- Born: May 20, 1907 Frederiksberg
- Died: 1995
- Known for: painter, textile artist
- Movement: Danish Handcraft Guild

= Ida Winckler =

Danish textile artist

Ida Anna Winkler (1907–1995) was a Danish painter and textile artist. In 1930, she joined the newly established Haandarbejdets Fremme (Danish Handcraft Guild), where over the next 65 years she created hundreds of mainly cross-stitch patterns. They have been widely used not only in Denmark but also in Germany, the United States, and Japan. She also contributed to some embroidery guides, some in English, published from the 1950s to the 1970s.

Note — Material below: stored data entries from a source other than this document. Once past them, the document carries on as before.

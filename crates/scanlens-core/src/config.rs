//! Configuration loading
//!
//! Defaults cover the common case; an optional TOML file at
//! `~/.config/scanlens/config.toml` overrides them, and CLI flags
//! override the file.

use std::path::{Path, PathBuf};
use std::time::Duration;

use serde::{Deserialize, Serialize};
use thiserror::Error;

use crate::camera::{CameraConstraints, Facing};
use crate::decode::Inversion;

pub const DEFAULT_TICK_INTERVAL_MS: u64 = 100;
pub const DEFAULT_IDEAL_WIDTH: u32 = 640;
pub const DEFAULT_IDEAL_HEIGHT: u32 = 640;

/// User-tunable scanner settings.
#[derive(Debug, Clone, PartialEq, Eq, Serialize, Deserialize)]
#[serde(default)]
pub struct ScanConfig {
    /// Sampling cadence in milliseconds.
    pub tick_interval_ms: u64,
    /// Preferred stream width.
    pub ideal_width: u32,
    /// Preferred stream height.
    pub ideal_height: u32,
    /// Preferred camera facing.
    pub facing: Facing,
    /// Explicit camera index; overrides the facing hint.
    pub device: Option<u32>,
    /// Luma polarity the decoder attempts.
    pub inversion: Inversion,
}

impl Default for ScanConfig {
    fn default() -> Self {
        Self {
            tick_interval_ms: DEFAULT_TICK_INTERVAL_MS,
            ideal_width: DEFAULT_IDEAL_WIDTH,
            ideal_height: DEFAULT_IDEAL_HEIGHT,
            facing: Facing::Rear,
            device: None,
            inversion: Inversion::Both,
        }
    }
}

#[derive(Debug, Error)]
pub enum ConfigError {
    #[error("failed to read {}: {source}", path.display())]
    Read {
        path: PathBuf,
        source: std::io::Error,
    },
    #[error("failed to parse {}: {source}", path.display())]
    Parse {
        path: PathBuf,
        source: toml::de::Error,
    },
}

impl ScanConfig {
    /// Load from the default location, falling back to defaults when no
    /// config file exists.
    pub fn load_default() -> Result<Self, ConfigError> {
        match default_path() {
            Some(path) if path.exists() => Self::load(&path),
            _ => Ok(Self::default()),
        }
    }

    /// Load from an explicit path.
    pub fn load(path: &Path) -> Result<Self, ConfigError> {
        let text = std::fs::read_to_string(path).map_err(|source| ConfigError::Read {
            path: path.to_path_buf(),
            source,
        })?;
        toml::from_str(&text).map_err(|source| ConfigError::Parse {
            path: path.to_path_buf(),
            source,
        })
    }

    pub fn tick_interval(&self) -> Duration {
        Duration::from_millis(self.tick_interval_ms)
    }

    pub fn constraints(&self) -> CameraConstraints {
        CameraConstraints {
            facing: self.facing,
            ideal_width: self.ideal_width,
            ideal_height: self.ideal_height,
            device: self.device,
        }
    }
}

/// `~/.config/scanlens/config.toml` (platform equivalent).
pub fn default_path() -> Option<PathBuf> {
    dirs::config_dir().map(|dir| dir.join("scanlens").join("config.toml"))
}

#[cfg(test)]
mod tests {
    use super::*;
    use std::io::Write;

    #[test]
    fn test_defaults() {
        let config = ScanConfig::default();
        assert_eq!(config.tick_interval(), Duration::from_millis(100));
        assert_eq!(config.ideal_width, 640);
        assert_eq!(config.ideal_height, 640);
        assert_eq!(config.facing, Facing::Rear);
        assert_eq!(config.device, None);
        assert_eq!(config.inversion, Inversion::Both);
    }

    #[test]
    fn test_load_partial_file_keeps_defaults() {
        let mut file = tempfile::NamedTempFile::new().unwrap();
        writeln!(file, "tick_interval_ms = 250").unwrap();
        writeln!(file, "facing = \"front\"").unwrap();

        let config = ScanConfig::load(file.path()).unwrap();
        assert_eq!(config.tick_interval_ms, 250);
        assert_eq!(config.facing, Facing::Front);
        // Unspecified keys fall back to defaults
        assert_eq!(config.ideal_width, DEFAULT_IDEAL_WIDTH);
        assert_eq!(config.inversion, Inversion::Both);
    }

    #[test]
    fn test_load_full_file() {
        let mut file = tempfile::NamedTempFile::new().unwrap();
        writeln!(file, "tick_interval_ms = 50").unwrap();
        writeln!(file, "ideal_width = 1280").unwrap();
        writeln!(file, "ideal_height = 720").unwrap();
        writeln!(file, "facing = \"rear\"").unwrap();
        writeln!(file, "device = 2").unwrap();
        writeln!(file, "inversion = \"original\"").unwrap();

        let config = ScanConfig::load(file.path()).unwrap();
        assert_eq!(config.device, Some(2));
        assert_eq!(config.inversion, Inversion::Original);
        let constraints = config.constraints();
        assert_eq!(constraints.ideal_width, 1280);
        assert_eq!(constraints.device, Some(2));
    }

    #[test]
    fn test_load_malformed_file_errors() {
        let mut file = tempfile::NamedTempFile::new().unwrap();
        writeln!(file, "tick_interval_ms = \"not a number\"").unwrap();
        assert!(matches!(
            ScanConfig::load(file.path()),
            Err(ConfigError::Parse { .. })
        ));
    }

    #[test]
    fn test_load_missing_file_errors() {
        assert!(matches!(
            ScanConfig::load(Path::new("/nonexistent/scanlens.toml")),
            Err(ConfigError::Read { .. })
        ));
    }
}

==Early life and education==
Born on 20 May 1907 in the Copenhagen district of Frederiksberg, Ida Anna Winckler was the daughter of Peter Johan Winckler (1862–1953), a sea captain, and Anna Elise Bornholm (1869–1907). Her artistic talents were developed at the Tegne- og Kunstindustriskolen for Kvinder (Arts and Crafts School for Women) under Margrete Drejer and Gunnar Biilmann Petersen. Drejer introduced her to both Danish and foreign styles of sewing and embroidery, including complex techniques such as goldwork. On receiving her diploma in 1928, Winckler remained at the school as a teacher, developing embroidery patterns, especially for whitework, for use as educational aids in high schools.

==Career==
In 1930, Winckler gained employment at the newly established Danish Handcraft Guild where for the next 65 years she created hundreds of embroidery patterns that were widely used both in Denmark and in countries such as Germany, the United States, and Japan. They were intended principally for decorating the home, consisting of wall panels, tablecloths, and Christmas items, but they also covered handbags finely embroidered in silks. Her early work represented patterns for reproducing traditional work such as 17th-century silk-embroidered canvas and 19th-century rural whitework. Later, much of her work was more freely designed, as she began to create simpler patterns, especially for cross stitch which became popular after the Second World War. Here Winckler became a major contributor, creating artistically presented patterns, often with intricate detail. Her cross-stitch patterns for houses are of particular note, as are her representations of the coats of arms of Danish and Swedish cities.

Her patterns were based on watercolour paintings or colour photographs of the scenes or objects she intended to reproduce. She had a gift for selecting appropriately coloured threads and for emphasizing the most important features. She also managed to give her work a modern look. Her many published works testify to her diligent approach, overcoming the limitations of the availability of only about 80 available colours for cross stitch. Together with Gerda Bengtsson, she developed a colour-identification system, indicating on a black-and-white pattern which colours should be used for the different sections.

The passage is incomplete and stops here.